Your task is to find every line in the records that holds the string "Duration" and copy it.

--------

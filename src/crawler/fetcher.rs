//! HTTP page fetcher with charset detection
//!
//! This module provides the transport used for the index and detail pages:
//! - One request per call, no retries
//! - Fixed per-request timeout
//! - Per-request identity (User-Agent) header
//! - Charset detection from Content-Type or `<meta>`, decoded with encoding_rs

use async_trait::async_trait;
use encoding_rs::{Encoding, UTF_8};
use regex::bytes::Regex;
use reqwest::{Client, Response};
use std::sync::LazyLock;
use std::time::Duration;
use url::Url;

use crate::config::Config;
use crate::crawler::headers::build_page_headers;
use crate::utils::error::FetchError;

/// Bytes of the body searched for a `<meta>` charset declaration
const META_SNIFF_LEN: usize = 1024;

static CHARSET_REGEX: LazyLock<Regex> = LazyLock::new(|| {
    Regex::new(r#"(?i)charset\s*=\s*["']?([a-z0-9_\-:.]+)"#).unwrap()
});

/// Fetches a page body as text
#[async_trait]
pub trait PageFetcher: Send + Sync {
    /// Fetch `url` presenting `identity` as the User-Agent
    ///
    /// # Errors
    ///
    /// Any transport failure, timeout or non-success status is a `FetchError`
    async fn fetch(&self, url: &str, identity: &str) -> Result<String, FetchError>;
}

/// reqwest-backed [`PageFetcher`]
pub struct HttpFetcher {
    /// HTTP client with configured timeout and compression
    client: Client,
}

impl HttpFetcher {
    /// Create a fetcher with the given request timeout
    ///
    /// # Errors
    ///
    /// Returns `FetchError::Http` if the HTTP client cannot be created
    pub fn new(timeout: Duration) -> Result<Self, FetchError> {
        let client = Client::builder()
            .timeout(timeout)
            .gzip(true)
            .build()?;

        Ok(Self { client })
    }

    /// Create a fetcher from the crawler configuration
    ///
    /// # Errors
    ///
    /// Returns `FetchError::Http` if the HTTP client cannot be created
    pub fn from_config(config: &Config) -> Result<Self, FetchError> {
        Self::new(config.request_timeout())
    }

    async fn decode_response(response: Response) -> Result<String, FetchError> {
        let content_type = response
            .headers()
            .get(reqwest::header::CONTENT_TYPE)
            .and_then(|v| v.to_str().ok())
            .map(|s| s.to_string())
            .unwrap_or_default();

        let bytes = response.bytes().await.map_err(|e| {
            if e.is_timeout() {
                FetchError::Timeout
            } else {
                FetchError::Decode(format!("failed to read body: {e}"))
            }
        })?;

        Ok(decode_bytes(&bytes, &content_type))
    }
}

#[async_trait]
impl PageFetcher for HttpFetcher {
    async fn fetch(&self, url: &str, identity: &str) -> Result<String, FetchError> {
        let target =
            Url::parse(url).map_err(|e| FetchError::InvalidUrl(format!("{url}: {e}")))?;

        tracing::debug!(url, identity, "Fetching page");

        let response = self
            .client
            .get(target)
            .headers(build_page_headers(identity))
            .send()
            .await
            .map_err(classify)?;

        let status = response.status();
        if !status.is_success() {
            return Err(FetchError::Status(status.as_u16()));
        }

        Self::decode_response(response).await
    }
}

fn classify(err: reqwest::Error) -> FetchError {
    if err.is_timeout() {
        FetchError::Timeout
    } else {
        FetchError::Http(err)
    }
}

/// Decode a body using the charset from `content_type`, else from a
/// `<meta>` declaration near the top of the body, else UTF-8
///
/// Malformed sequences become U+FFFD; the rest of the page is kept.
pub fn decode_bytes(bytes: &[u8], content_type: &str) -> String {
    let encoding = charset_label(content_type.as_bytes())
        .or_else(|| charset_label(&bytes[..bytes.len().min(META_SNIFF_LEN)]))
        .and_then(Encoding::for_label)
        .unwrap_or(UTF_8);

    let (text, used, had_errors) = encoding.decode(bytes);
    if had_errors {
        tracing::debug!(encoding = used.name(), "Replaced malformed bytes while decoding");
    }

    text.into_owned()
}

fn charset_label(haystack: &[u8]) -> Option<&[u8]> {
    CHARSET_REGEX
        .captures(haystack)
        .and_then(|caps| caps.get(1))
        .map(|m| m.as_bytes())
}

#[cfg(test)]
mod tests {
    use super::*;

    #[test]
    fn test_decode_utf8() {
        let text = "Ménière's disease";
        let decoded = decode_bytes(text.as_bytes(), "text/html; charset=utf-8");
        assert_eq!(decoded, text);
    }

    #[test]
    fn test_decode_latin1_from_header() {
        // "Ménière" in windows-1252
        let bytes: &[u8] = &[0x4d, 0xe9, 0x6e, 0x69, 0xe8, 0x72, 0x65];
        let decoded = decode_bytes(bytes, "text/html; charset=ISO-8859-1");
        assert_eq!(decoded, "Ménière");
    }

    #[test]
    fn test_decode_charset_from_meta() {
        let mut bytes = b"<html><head><meta charset=\"windows-1252\"></head><body>".to_vec();
        bytes.extend_from_slice(&[0x4d, 0xe9, 0x6e, 0x69, 0xe8, 0x72, 0x65]);
        let decoded = decode_bytes(&bytes, "text/html");
        assert!(decoded.ends_with("Ménière"));
    }

    #[test]
    fn test_decode_invalid_utf8_keeps_page() {
        let bytes = b"<div class=\"Text_wrapper\">Fever \xff</div>";
        let decoded = decode_bytes(bytes, "text/html; charset=utf-8");
        assert_eq!(decoded, "<div class=\"Text_wrapper\">Fever \u{FFFD}</div>");
    }

    #[test]
    fn test_unknown_charset_falls_back_to_utf8() {
        let decoded = decode_bytes(b"plain", "text/html; charset=x-made-up");
        assert_eq!(decoded, "plain");
    }

    #[test]
    fn test_fetcher_creation() {
        assert!(HttpFetcher::new(Duration::from_secs(10)).is_ok());
        assert!(HttpFetcher::from_config(&Config::default()).is_ok());
    }

    #[tokio::test]
    async fn test_invalid_url_rejected_before_request() {
        let fetcher = HttpFetcher::new(Duration::from_secs(1)).unwrap();
        let result = fetcher.fetch("/conditions/flu", "agent").await;
        assert!(matches!(result, Err(FetchError::InvalidUrl(_))));
    }
}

--------

● **EXPECTED ANSWER**:
use std::time::Duration;
    pub fn new(timeout: Duration) -> Result<Self, FetchError> {
        assert!(HttpFetcher::new(Duration::from_secs(10)).is_ok());
        let fetcher = HttpFetcher::new(Duration::from_secs(1)).unwrap();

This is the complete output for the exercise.